Data entries:
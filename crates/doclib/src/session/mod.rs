//! Administrator session gate.
//!
//! Two states, [`SessionState::Anonymous`] and [`SessionState::Authenticated`].
//! A successful login writes a fixed marker under [`AUTH_TOKEN_KEY`] in the
//! injected key/value store; logout removes it. There is no expiry and no
//! per-user identity.
//!
//! The bundled [`StaticCredentials`] verifier compares against one shared
//! username/password pair. It gates the admin screens of a single-operator
//! install and is not an authentication system; put a real identity
//! provider behind [`CredentialVerifier`] for anything exposed publicly.

use std::sync::Arc;

use secrecy::{ExposeSecret, SecretString};

use crate::error::SessionError;
use crate::persistence::{KeyValueStore, AUTH_TOKEN_KEY};

/// Marker value stored while a session is authenticated.
pub const AUTHENTICATED_MARKER: &str = "authenticated";

pub const DEFAULT_ADMIN_USERNAME: &str = "admin";
pub const DEFAULT_ADMIN_PASSWORD: &str = "pass";

#[derive(Debug, Clone, Copy, PartialEq, Eq)]
pub enum SessionState {
    Anonymous,
    Authenticated,
}

/// Login form input.
pub struct Credentials {
    pub username: String,
    pub password: SecretString,
}

impl Credentials {
    pub fn new(username: impl Into<String>, password: impl Into<String>) -> Self {
        Self {
            username: username.into(),
            password: SecretString::from(password.into()),
        }
    }

    fn is_blank(&self) -> bool {
        self.username.trim().is_empty() || self.password.expose_secret().is_empty()
    }
}

impl std::fmt::Debug for Credentials {
    fn fmt(&self, f: &mut std::fmt::Formatter<'_>) -> std::fmt::Result {
        f.debug_struct("Credentials")
            .field("username", &self.username)
            .field("password", &"****")
            .finish()
    }
}

/// Decides whether a credential pair may administer the library.
pub trait CredentialVerifier: Send + Sync {
    fn verify(&self, credentials: &Credentials) -> bool;
}

/// One compiled-in or configured username/password pair.
pub struct StaticCredentials {
    username: String,
    password: SecretString,
}

impl StaticCredentials {
    pub fn new(username: impl Into<String>, password: SecretString) -> Self {
        Self {
            username: username.into(),
            password,
        }
    }
}

impl Default for StaticCredentials {
    fn default() -> Self {
        Self::new(
            DEFAULT_ADMIN_USERNAME,
            SecretString::from(DEFAULT_ADMIN_PASSWORD.to_string()),
        )
    }
}

impl CredentialVerifier for StaticCredentials {
    fn verify(&self, credentials: &Credentials) -> bool {
        credentials.username == self.username
            && credentials.password.expose_secret() == self.password.expose_secret()
    }
}

pub struct SessionGate {
    store: Arc<dyn KeyValueStore>,
    verifier: Arc<dyn CredentialVerifier>,
}

impl SessionGate {
    pub fn new(store: Arc<dyn KeyValueStore>, verifier: Arc<dyn CredentialVerifier>) -> Self {
        Self { store, verifier }
    }

    /// Gate with the default `admin` / `pass` pair.
    pub fn with_default_credentials(store: Arc<dyn KeyValueStore>) -> Self {
        Self::new(store, Arc::new(StaticCredentials::default()))
    }

    /// Returns `Ok(false)` and leaves state untouched on rejected credentials.
    pub fn login(&self, credentials: &Credentials) -> Result<bool, SessionError> {
        if credentials.is_blank() {
            log::debug!("Login rejected: empty credentials");
            return Ok(false);
        }

        if !self.verifier.verify(credentials) {
            log::warn!("Login rejected for user '{}'", credentials.username);
            return Ok(false);
        }

        self.store.set(AUTH_TOKEN_KEY, AUTHENTICATED_MARKER)?;
        log::info!("Administrator '{}' logged in", credentials.username);
        Ok(true)
    }

    pub fn logout(&self) -> Result<(), SessionError> {
        self.store.remove(AUTH_TOKEN_KEY)?;
        log::info!("Administrator logged out");
        Ok(())
    }

    /// Pure read of the marker. An unreadable store reads as anonymous.
    pub fn is_authenticated(&self) -> bool {
        match self.store.get(AUTH_TOKEN_KEY) {
            Ok(marker) => marker.as_deref() == Some(AUTHENTICATED_MARKER),
            Err(e) => {
                log::warn!("Failed to read session marker: {}", e);
                false
            }
        }
    }

    pub fn state(&self) -> SessionState {
        if self.is_authenticated() {
            SessionState::Authenticated
        } else {
            SessionState::Anonymous
        }
    }
}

**Task to complete:** Print the entries once more, character for character.

**Result for this exercise:**
filename crates/doclib/src/session/mod.rs
//! Administrator session gate.
//!
//! Two states, [`SessionState::Anonymous`] and [`SessionState::Authenticated`].
//! A successful login writes a fixed marker under [`AUTH_TOKEN_KEY`] in the
//! injected key/value store; logout removes it. There is no expiry and no
//! per-user identity.
//!
//! The bundled [`StaticCredentials`] verifier compares against one shared
//! username/password pair. It gates the admin screens of a single-operator
//! install and is not an authentication system; put a real identity
//! provider behind [`CredentialVerifier`] for anything exposed publicly.

use std::sync::Arc;

use secrecy::{ExposeSecret, SecretString};

use crate::error::SessionError;
use crate::persistence::{KeyValueStore, AUTH_TOKEN_KEY};

/// Marker value stored while a session is authenticated.
pub const AUTHENTICATED_MARKER: &str = "authenticated";

pub const DEFAULT_ADMIN_USERNAME: &str = "admin";
pub const DEFAULT_ADMIN_PASSWORD: &str = "pass";

#[derive(Debug, Clone, Copy, PartialEq, Eq)]
pub enum SessionState {
    Anonymous,
    Authenticated,
}

/// Login form input.
pub struct Credentials {
    pub username: String,
    pub password: SecretString,
}

impl Credentials {
    pub fn new(username: impl Into<String>, password: impl Into<String>) -> Self {
        Self {
            username: username.into(),
            password: SecretString::from(password.into()),
        }
    }

    fn is_blank(&self) -> bool {
        self.username.trim().is_empty() || self.password.expose_secret().is_empty()
    }
}

impl std::fmt::Debug for Credentials {
    fn fmt(&self, f: &mut std::fmt::Formatter<'_>) -> std::fmt::Result {
        f.debug_struct("Credentials")
            .field("username", &self.username)
            .field("password", &"****")
            .finish()
    }
}

/// Decides whether a credential pair may administer the library.
pub trait CredentialVerifier: Send + Sync {
    fn verify(&self, credentials: &Credentials) -> bool;
}

/// One compiled-in or configured username/password pair.
pub struct StaticCredentials {
    username: String,
    password: SecretString,
}

impl StaticCredentials {
    pub fn new(username: impl Into<String>, password: SecretString) -> Self {
        Self {
            username: username.into(),
            password,
        }
    }
}

impl Default for StaticCredentials {
    fn default() -> Self {
        Self::new(
            DEFAULT_ADMIN_USERNAME,
            SecretString::from(DEFAULT_ADMIN_PASSWORD.to_string()),
        )
    }
}

impl CredentialVerifier for StaticCredentials {
    fn verify(&self, credentials: &Credentials) -> bool {
        credentials.username == self.username
            && credentials.password.expose_secret() == self.password.expose_secret()
    }
}

pub struct SessionGate {
    store: Arc<dyn KeyValueStore>,
    verifier: Arc<dyn CredentialVerifier>,
}

impl SessionGate {
    pub fn new(store: Arc<dyn KeyValueStore>, verifier: Arc<dyn CredentialVerifier>) -> Self {
        Self { store, verifier }
    }

    /// Gate with the default `admin` / `pass` pair.
    pub fn with_default_credentials(store: Arc<dyn KeyValueStore>) -> Self {
        Self::new(store, Arc::new(StaticCredentials::default()))
    }

    /// Returns `Ok(false)` and leaves state untouched on rejected credentials.
    pub fn login(&self, credentials: &Credentials) -> Result<bool, SessionError> {
        if credentials.is_blank() {
            log::debug!("Login rejected: empty credentials");
            return Ok(false);
        }

        if !self.verifier.verify(credentials) {
            log::warn!("Login rejected for user '{}'", credentials.username);
            return Ok(false);
        }

        self.store.set(AUTH_TOKEN_KEY, AUTHENTICATED_MARKER)?;
        log::info!("Administrator '{}' logged in", credentials.username);
        Ok(true)
    }

    pub fn logout(&self) -> Result<(), SessionError> {
        self.store.remove(AUTH_TOKEN_KEY)?;
        log::info!("Administrator logged out");
        Ok(())
    }

    /// Pure read of the marker. An unreadable store reads as anonymous.
    pub fn is_authenticated(&self) -> bool {
        match self.store.get(AUTH_TOKEN_KEY) {
            Ok(marker) => marker.as_deref() == Some(AUTHENTICATED_MARKER),
            Err(e) => {
                log::warn!("Failed to read session marker: {}", e);
                false
            }
        }
    }

    pub fn state(&self) -> SessionState {
        if self.is_authenticated() {
            SessionState::Authenticated
        } else {
            SessionState::Anonymous
        }
    }
}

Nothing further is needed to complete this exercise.